(19g) Mechanical Regulation of Cancer Cell Angiogenic Activity
AIChE Annual Meeting
Sunday, October 28, 2018 - 5:18pm to 5:36pm
Non-enzymatic glycation of collagen with different concentrations ribose was carried out to engineer mechanically tunable (same protein concentration) matrices. Highly invasive (MDA-MB-231) and non-invasive (MCF-7) breast cancer cells were encapsulated in these matrices of varying mechanics and cultured in the presence of serum-free media. 4 days post-fabrication, the spent media (containing secreted bioactive factors) were collected and concentrations of angiogenic molecules in the media were measured via Proteome ProfilerTM Human Angiogenesis Array (R&D Systems). Matrix stiffening altered angiogenic activity of MDA-MB-231 cells as manifested from enhanced secretion of pro-angiogenic (e.g.
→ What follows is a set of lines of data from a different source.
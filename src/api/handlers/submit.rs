//! Loyalty program submission handler.

use axum::extract::multipart::Multipart;
use axum::extract::State;
use axum::Json;
use tracing::{info, warn};

use crate::api::error::{ApiError, ErrorCode};
use crate::api::types::SubmitResponse;
use crate::domain::RawFieldBag;
use crate::infra::{StoredLogo, SubmitError, UploadRejection, LOGO_FIELD, MAX_LOGO_BYTES};
use crate::server::AppState;

/// POST /submit-loyalty-program - Accept a multipart setup submission.
///
/// Text parts are collected into the raw field bag; the logo part is checked
/// against the upload constraints and persisted before the pipeline runs.
/// Rejected uploads never reach the pipeline and leave nothing on disk.
pub async fn submit_loyalty_program(
    State(state): State<AppState>,
    multipart: Multipart,
) -> Result<Json<SubmitResponse>, ApiError> {
    info!("received loyalty program submission");

    let (bag, logo) = match collect_parts(&state, multipart).await {
        Ok(parts) => parts,
        Err(CollectError { error, stored }) => {
            // The request was refused mid-collection; drop anything already
            // stored so the aborted submission leaks no temporary file.
            if let Some(logo) = stored {
                if let Err(e) = state.uploads.remove(&logo).await {
                    warn!(error = %e, "failed to clean up upload of aborted request");
                }
            }
            return Err(error);
        }
    };

    let receipt = state.pipeline.process(bag, logo).await?;

    Ok(Json(SubmitResponse {
        success: true,
        message: "Loyalty program setup submitted successfully! Your submission has been \
                  saved and the team will be notified."
            .to_string(),
        submission_id: Some(receipt.submission_id),
        error: None,
    }))
}

struct CollectError {
    error: ApiError,
    stored: Option<StoredLogo>,
}

async fn collect_parts(
    state: &AppState,
    mut multipart: Multipart,
) -> Result<(RawFieldBag, Option<StoredLogo>), CollectError> {
    let mut bag = RawFieldBag::new();
    let mut logo: Option<StoredLogo> = None;

    loop {
        let field = match multipart.next_field().await {
            Ok(Some(field)) => field,
            Ok(None) => break,
            Err(e) => {
                return Err(CollectError {
                    error: ApiError::new(
                        ErrorCode::InvalidRequestBody,
                        "Malformed multipart request body.",
                    )
                    .with_detail(e.to_string()),
                    stored: logo,
                });
            }
        };

        let Some(name) = field.name().map(str::to_string) else {
            continue;
        };

        if name == LOGO_FIELD {
            let original_name = field.file_name().unwrap_or_default().to_string();
            let mime_type = field.content_type().unwrap_or_default().to_string();

            let bytes = match field.bytes().await {
                Ok(bytes) => bytes,
                Err(e) => {
                    return Err(CollectError {
                        error: ApiError::new(
                            ErrorCode::InvalidRequestBody,
                            "Failed to read uploaded file.",
                        )
                        .with_detail(e.to_string()),
                        stored: logo,
                    });
                }
            };

            // Browsers submit an empty file part when no logo was chosen.
            if original_name.is_empty() && bytes.is_empty() {
                continue;
            }

            if !mime_type.starts_with("image/") {
                return Err(CollectError {
                    error: SubmitError::UploadRejected(UploadRejection::NotAnImage).into(),
                    stored: logo,
                });
            }
            if bytes.len() as u64 > MAX_LOGO_BYTES {
                return Err(CollectError {
                    error: SubmitError::UploadRejected(UploadRejection::TooLarge).into(),
                    stored: logo,
                });
            }

            match state.uploads.store(&original_name, &mime_type, &bytes).await {
                Ok(stored) => {
                    // At most one logo per submission; a repeated part
                    // replaces the earlier one.
                    if let Some(previous) = logo.replace(stored) {
                        if let Err(e) = state.uploads.remove(&previous).await {
                            warn!(error = %e, "failed to clean up replaced logo upload");
                        }
                    }
                }
                Err(e) => {
                    return Err(CollectError {
                        error: e.into(),
                        stored: logo,
                    });
                }
            }
        } else {
            match field.text().await {
                Ok(value) => bag.insert(name, value),
                Err(e) => {
                    return Err(CollectError {
                        error: ApiError::new(
                            ErrorCode::InvalidRequestBody,
                            "Malformed multipart request body.",
                        )
                        .with_detail(e.to_string()),
                        stored: logo,
                    });
                }
            }
        }
    }

    Ok((bag, logo))
}
//! Loyalty Intake Library
//!
//! Accepts multi-section loyalty-program setup submissions, normalizes the
//! parallel-array form fields into a canonical document, persists a backup
//! copy, and dispatches an HTML notification with the logo attached.
//!
//! ## Modules
//!
//! - [`domain`] - Pure core: raw fields, group alignment, document assembly
//! - [`render`] - Notification rendering (HTML + subject line)
//! - [`infra`] - Collaborator seams and the submission pipeline
//! - [`api`] - REST API routes and structured errors
//! - [`server`] - Configuration and HTTP server bootstrap

pub mod api;
pub mod domain;
pub mod infra;
pub mod render;
pub mod server;

// Re-export commonly used types
pub use domain::{
    AlignedGroup, Branding, FieldValue, LogoFileDescriptor, PartnerInfo, PointCredit,
    RawFieldBag, Reward, RewardCategory, SubmissionDocument, Tier, ValidationError,
};

pub use infra::{
    BackupStore, Clock, Mailer, Result, SubmissionPipeline, SubmissionReceipt, SubmitError,
};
VEGF and angiopoentin-2) and reduced secretion of anti-angiogenic factors (e.g. TIMP-1 and thrombospondin-2). However, such drastic effects were not observed for MCF-7 cells indicating less dependency on matrix stiffness. These data suggest the existence of a potential mechanoregulatory circuit in controlling tumor vascularization. The impact of inhibiting mechanotransduction events on angiogenic activity of cancer cells will be discussed.
This study was supported by Alternatives Research and Development Foundation.